Another downward shift

Liz57

Registered User
Dec 22, 2013
184
0
Today, Mum's anxiety when she can't reach me took her to another downward shift.

Having spent the day with her as usual for a Saturday (lunch out followed by a bit of shopping), I took her home at 3.30 and said I'd be back around 5.30 "for a cup of tea" (sort out meds, check she's eaten or get her something etc.). By 4.30 the phone was ringing and I attempted calm and said I'd call in once I'd run a small errand. I then left the house to put some notices on the local notice board (part of one of my jobs) and started chatting to a local resident as I did so. I then looked up and there was mum, out in the cold with a thin cardi on, looking visably upset. She doesn't walk at all well and the walk to my house (if she managed to find it) is really too far for her despite being only about 200 yards. I managed to distract her by introducing her to the resident and eventually got her into the car (she was visibly shivering by then) and went back home again by which time she'd forgotten why she was out,=, Reading between the lines, I believe she got anxious when I didn't answer the house phone and came to find me. This is a new development and a worrying one as I know she phones the house phone repeatedly all day whilst I am work (my other part time job). I'd been away from my home for no longer than about 20 minutes. I'm now worried that she'll wander when I'm at work.
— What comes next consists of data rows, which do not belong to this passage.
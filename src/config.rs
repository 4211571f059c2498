//! Project configuration loaded from `labgen.toml`
//!
//! ```toml
//! templates = ["templates.txt"]
//! data = ["measurements.txt"]
//! sources = ["report.tex"]
//! output_dir = "out"
//! figure_dir = "figures"
//! palette = "palette.toml"
//!
//! [render]
//! date_format = "%Y-%m-%d"
//! table_precision = 2
//!
//! [figure]
//! width = 800
//! height = 600
//! ```
//!
//! Relative paths are resolved against the directory holding the file.

use std::path::{Path, PathBuf};

use serde::Deserialize;
use thiserror::Error;

use crate::renderer::FigureConfig;
use crate::RenderConfig;

#[derive(Error, Debug)]
pub enum ConfigError {
    #[error("Failed to read config file {path}: {source}")]
    IoError {
        path: PathBuf,
        source: std::io::Error,
    },
    #[error("Failed to parse config TOML: {0}")]
    ParseError(#[from] toml::de::Error),
}

/// `[render]` table
#[derive(Debug, Clone, Default, PartialEq, Deserialize)]
#[serde(default, deny_unknown_fields)]
pub struct RenderSection {
    pub date_format: Option<String>,
    pub table_precision: Option<usize>,
}

/// `[figure]` table
#[derive(Debug, Clone, Default, PartialEq, Deserialize)]
#[serde(default, deny_unknown_fields)]
pub struct FigureSection {
    pub width: Option<f64>,
    pub height: Option<f64>,
    pub padding: Option<f64>,
    pub tick_count: Option<usize>,
}

#[derive(Debug, Clone, Default, PartialEq, Deserialize)]
#[serde(default, deny_unknown_fields)]
pub struct ProjectConfig {
    pub templates: Vec<PathBuf>,
    pub data: Vec<PathBuf>,
    pub sources: Vec<PathBuf>,
    /// Where rendered sources and figures go; stdout when unset
    pub output_dir: Option<PathBuf>,
    /// Figure directory as referenced from rendered text
    pub figure_dir: Option<PathBuf>,
    /// Palette TOML file
    pub palette: Option<PathBuf>,
    pub render: RenderSection,
    pub figure: FigureSection,
}

impl ProjectConfig {
    pub fn new() -> Self {
        Self::default()
    }

    /// Load from a TOML file, resolving relative paths against its directory
    pub fn from_file(path: &Path) -> Result<Self, ConfigError> {
        let content = std::fs::read_to_string(path).map_err(|source| ConfigError::IoError {
            path: path.to_path_buf(),
            source,
        })?;
        let config = Self::from_toml(&content)?;
        Ok(match path.parent() {
            Some(base) if !base.as_os_str().is_empty() => config.relative_to(base),
            _ => config,
        })
    }

    pub fn from_toml(content: &str) -> Result<Self, ConfigError> {
        Ok(toml::from_str(content)?)
    }

    /// Resolve relative file paths against `base`.
    ///
    /// `figure_dir` is left alone: it is written into the rendered text and
    /// resolved against `output_dir` by the figure backend.
    pub fn relative_to(mut self, base: &Path) -> Self {
        let join = |p: &PathBuf| if p.is_absolute() { p.clone() } else { base.join(p) };
        self.templates = self.templates.iter().map(join).collect();
        self.data = self.data.iter().map(join).collect();
        self.sources = self.sources.iter().map(join).collect();
        self.output_dir = self.output_dir.as_ref().map(join);
        self.palette = self.palette.as_ref().map(join);
        self
    }

    /// Renderer configuration with this file's overrides applied
    pub fn render_config(&self) -> RenderConfig {
        let mut config = RenderConfig::new();
        if let Some(format) = &self.render.date_format {
            config = config.with_date_format(format.clone());
        }
        if let Some(precision) = self.render.table_precision {
            config = config.with_table_precision(precision);
        }
        if let Some(dir) = &self.figure_dir {
            config = config.with_figure_dir(dir.clone());
        }
        config
    }

    /// Figure configuration with this file's overrides applied
    pub fn figure_config(&self) -> FigureConfig {
        let mut config = FigureConfig::new();
        if let (Some(w), Some(h)) = (self.figure.width, self.figure.height) {
            config = config.with_size(w, h);
        } else if let Some(w) = self.figure.width {
            config.width = w;
        } else if let Some(h) = self.figure.height {
            config.height = h;
        }
        if let Some(padding) = self.figure.padding {
            config = config.with_padding(padding);
        }
        if let Some(count) = self.figure.tick_count {
            config = config.with_tick_count(count);
        }
        config
    }
}
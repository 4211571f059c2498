//! Scanner: turns lexemes into literal runs, invocations and parameter references

use crate::error::{line_of, snippet_at, Location, ScanError, Span};

use super::lexer::{lex, Lexeme};
use super::token::{Argument, Spanned, Token};

/// Scan text into tokens. `origin` labels the text in error messages.
pub fn scan(text: &str, origin: &str) -> Result<Vec<Spanned<Token>>, ScanError> {
    scan_from_line(text, origin, 1)
}

/// Scan text that starts at `first_line` of its file
pub fn scan_from_line(
    text: &str,
    origin: &str,
    first_line: usize,
) -> Result<Vec<Spanned<Token>>, ScanError> {
    let lexemes: Vec<(Lexeme, Span)> = lex(text).collect();
    let line_at = |offset: usize| first_line + line_of(text, offset) - 1;

    let mut tokens = Vec::new();
    let mut literal: Option<Span> = None;
    let mut i = 0;

    while i < lexemes.len() {
        let (lexeme, span) = lexemes[i].clone();
        match lexeme {
            Lexeme::Command | Lexeme::Template => {
                flush_literal(text, &mut literal, &mut tokens, &line_at);
                let name = text[span.start + 1..span.end].to_string();

                let (args, end, next) = match lexemes.get(i + 1) {
                    Some((Lexeme::Delimiter, open)) if open.start == span.end => {
                        let close = lexemes[i + 2..]
                            .iter()
                            .position(|(l, _)| *l == Lexeme::Delimiter)
                            .map(|p| i + 2 + p)
                            .ok_or_else(|| ScanError::UnterminatedArguments {
                                sigil: text[span.clone()].to_string(),
                                location: Location::new(origin, line_at(span.start)),
                                span: span.start..text.len(),
                                snippet: snippet_at(text, span.start),
                            })?;
                        let close_span = &lexemes[close].1;
                        let raw = text[open.end..close_span.start].to_string();
                        (Some(raw), close_span.end, close + 1)
                    }
                    _ => (None, span.end, i + 1),
                };

                let token = if lexeme == Lexeme::Command {
                    Token::Command { name, args }
                } else {
                    Token::Template {
                        name,
                        args: args.as_deref().map(split_arguments).unwrap_or_default(),
                    }
                };
                tokens.push(Spanned::new(token, span.start..end, line_at(span.start)));
                i = next;
            }
            Lexeme::Parameter => {
                flush_literal(text, &mut literal, &mut tokens, &line_at);
                let name = text[span.start + 2..span.end].to_string();
                tokens.push(Spanned::new(
                    Token::Parameter(name),
                    span.clone(),
                    line_at(span.start),
                ));
                i += 1;
            }
            Lexeme::Stray
                if matches!(&text[span.clone()], "@" | "#")
                    && matches!(lexemes.get(i + 1), Some((Lexeme::Delimiter, next)) if next.start == span.end) =>
            {
                return Err(ScanError::MissingName {
                    location: Location::new(origin, line_at(span.start)),
                    span: span.start..span.end + 2,
                    snippet: snippet_at(text, span.start),
                });
            }
            _ => {
                literal = Some(match literal.take() {
                    Some(open) => open.start..span.end,
                    None => span,
                });
                i += 1;
            }
        }
    }
    flush_literal(text, &mut literal, &mut tokens, &line_at);

    Ok(tokens)
}

fn flush_literal(
    text: &str,
    literal: &mut Option<Span>,
    tokens: &mut Vec<Spanned<Token>>,
    line_at: &impl Fn(usize) -> usize,
) {
    if let Some(span) = literal.take() {
        tokens.push(Spanned::new(
            Token::Literal(text[span.clone()].to_string()),
            span.clone(),
            line_at(span.start),
        ));
    }
}

/// Split raw argument text on unescaped `|`.
///
/// Entries of the form `key=value` become keyword arguments, anything else is
/// positional. Keys and values are trimmed; blank entries are skipped.
pub fn split_arguments(raw: &str) -> Vec<Argument> {
    let mut entries = Vec::new();
    let mut current = String::new();
    let mut chars = raw.chars().peekable();

    while let Some(c) = chars.next() {
        match c {
            '\\' if chars.peek() == Some(&'|') => {
                current.push('|');
                chars.next();
            }
            '|' => entries.push(std::mem::take(&mut current)),
            _ => current.push(c),
        }
    }
    entries.push(current);

    entries
        .into_iter()
        .filter(|entry| !entry.trim().is_empty())
        .map(|entry| match entry.split_once('=') {
            Some((key, value)) if is_identifier(key.trim()) => {
                Argument::keyword(key.trim(), value.trim())
            }
            _ => Argument::positional(entry.trim()),
        })
        .collect()
}

/// True for names made of letters, digits and underscores, not starting with a digit
pub fn is_identifier(s: &str) -> bool {
    let mut chars = s.chars();
    match chars.next() {
        Some(c) if c.is_alphabetic() || c == '_' => {}
        _ => return false,
    }
    chars.all(|c| c.is_alphanumeric() || c == '_')
}

/// Replace `%%name` references whose name is bound, leaving the rest untouched
pub fn substitute_parameters(text: &str, lookup: impl Fn(&str) -> Option<String>) -> String {
    let mut out = String::with_capacity(text.len());
    for (lexeme, span) in lex(text) {
        let slice = &text[span];
        match lexeme {
            Lexeme::Parameter => match lookup(&slice[2..]) {
                Some(value) => out.push_str(&value),
                None => out.push_str(slice),
            },
            _ => out.push_str(slice),
        }
    }
    out
}

#[cfg(test)]
mod tests {
    use super::*;

    fn nodes(text: &str) -> Vec<Token> {
        scan(text, "test")
            .expect("Should scan")
            .into_iter()
            .map(|t| t.node)
            .collect()
    }

    #[test]
    fn test_plain_text_is_one_literal() {
        assert_eq!(
            nodes("Just text, 50% done | ok"),
            vec![Token::Literal("Just text, 50% done | ok".to_string())]
        );
    }

    #[test]
    fn test_command_without_arguments() {
        assert_eq!(
            nodes("Value: @date\n"),
            vec![
                Token::Literal("Value: ".to_string()),
                Token::Command {
                    name: "date".to_string(),
                    args: None
                },
                Token::Literal("\n".to_string()),
            ]
        );
    }

    #[test]
    fn test_command_with_arguments() {
        assert_eq!(
            nodes("@table_body||t1|precision=2||"),
            vec![Token::Command {
                name: "table_body".to_string(),
                args: Some("t1|precision=2".to_string())
            }]
        );
    }

    #[test]
    fn test_template_invocation_arguments() {
        assert_eq!(
            nodes("#greet||who=World||!"),
            vec![
                Token::Template {
                    name: "greet".to_string(),
                    args: vec![Argument::keyword("who", "World")]
                },
                Token::Literal("!".to_string()),
            ]
        );
    }

    #[test]
    fn test_multiline_argument_value() {
        let tokens = nodes("#box||body=line one\nline two|title=T||");
        assert_eq!(
            tokens,
            vec![Token::Template {
                name: "box".to_string(),
                args: vec![
                    Argument::keyword("body", "line one\nline two"),
                    Argument::keyword("title", "T")
                ]
            }]
        );
    }

    #[test]
    fn test_parameter_reference() {
        assert_eq!(
            nodes("Hello, %%who!"),
            vec![
                Token::Literal("Hello, ".to_string()),
                Token::Parameter("who".to_string()),
                Token::Literal("!".to_string()),
            ]
        );
    }

    #[test]
    fn test_unmatched_double_hash_is_literal() {
        assert_eq!(
            nodes("## not a block\n"),
            vec![Token::Literal("## not a block\n".to_string())]
        );
    }

    #[test]
    fn test_bare_delimiter_is_literal() {
        assert_eq!(
            nodes(r"\begin{tabular}{c||c}"),
            vec![Token::Literal(r"\begin{tabular}{c||c}".to_string())]
        );
    }

    #[test]
    fn test_unterminated_arguments() {
        let err = scan("line one\n#greet||who=World\n", "src.tex").unwrap_err();
        match err {
            ScanError::UnterminatedArguments {
                sigil, location, ..
            } => {
                assert_eq!(sigil, "#greet");
                assert_eq!(location, Location::new("src.tex", 2));
            }
            other => panic!("unexpected error: {:?}", other),
        }
    }

    #[test]
    fn test_missing_name() {
        let err = scan("x @||a||", "src.tex").unwrap_err();
        assert!(matches!(err, ScanError::MissingName { .. }));
    }

    #[test]
    fn test_tokens_cover_text_without_gaps() {
        let text = "a @date b #t||x=1|y|| c %%p d";
        let tokens = scan(text, "t").expect("Should scan");
        let mut pos = 0;
        for token in &tokens {
            assert_eq!(token.span.start, pos);
            pos = token.span.end;
        }
        assert_eq!(pos, text.len());
    }

    #[test]
    fn test_first_line_offset() {
        let tokens = scan_from_line("a\n@date", "tpl", 10).expect("Should scan");
        assert_eq!(tokens[1].line, 11);
    }

    #[test]
    fn test_split_arguments() {
        assert_eq!(
            split_arguments(" t1 | precision = 2 |"),
            vec![
                Argument::positional("t1"),
                Argument::keyword("precision", "2")
            ]
        );
        assert_eq!(
            split_arguments(r"a\|b"),
            vec![Argument::positional("a|b")]
        );
        assert_eq!(
            split_arguments(r"\frac{a}{b}=c"),
            vec![Argument::positional(r"\frac{a}{b}=c")]
        );
    }

    #[test]
    fn test_substitute_parameters() {
        let out = substitute_parameters("%%name|x=%%other", |p| {
            (p == "name").then(|| "t1".to_string())
        });
        assert_eq!(out, "t1|x=%%other");
    }
}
I know it's time for a care home but without power of attorney (I'm working on that one) and her being self funding (so no help from SS), I'm between a rock and a hard place at the moment. I can't force the issue. I can see she's no longer safe on her own and its like watching a car crash in slow motion. I just know something really bad is going to happen but I feel powerless to stop it.
 

Adcat

Registered User
Jun 15, 2014
287
0
London
Evening Liz57,
I joined TP in June last year with a similar situation to you. I got a 'companion' for my dad whilst I was at work and extend this when I want a night out/off or go on holiday. dad is self funding and I have the power of attorney. So far so good. Maybe explore this option first. I researched 5 care companies before I chose the one that I trust to look after dad.
I hope this helps.
Take care
 

betsie

Registered User
Jun 11, 2012
252
0
It is such a worry when they start to wander. That is one of the reasons we put my dad into a home. He didn't walk that well but could sprint down the road 2 miles like a man possessed.

My dad is self funded and we had no power of attorney but we still put him into a care home. No SS involvement at all. It was a bit hastie as mum broke her ankle on the Saturday, went and looked at 2 on the Monday and he was in one on the Tuesday. No one mentioned POA.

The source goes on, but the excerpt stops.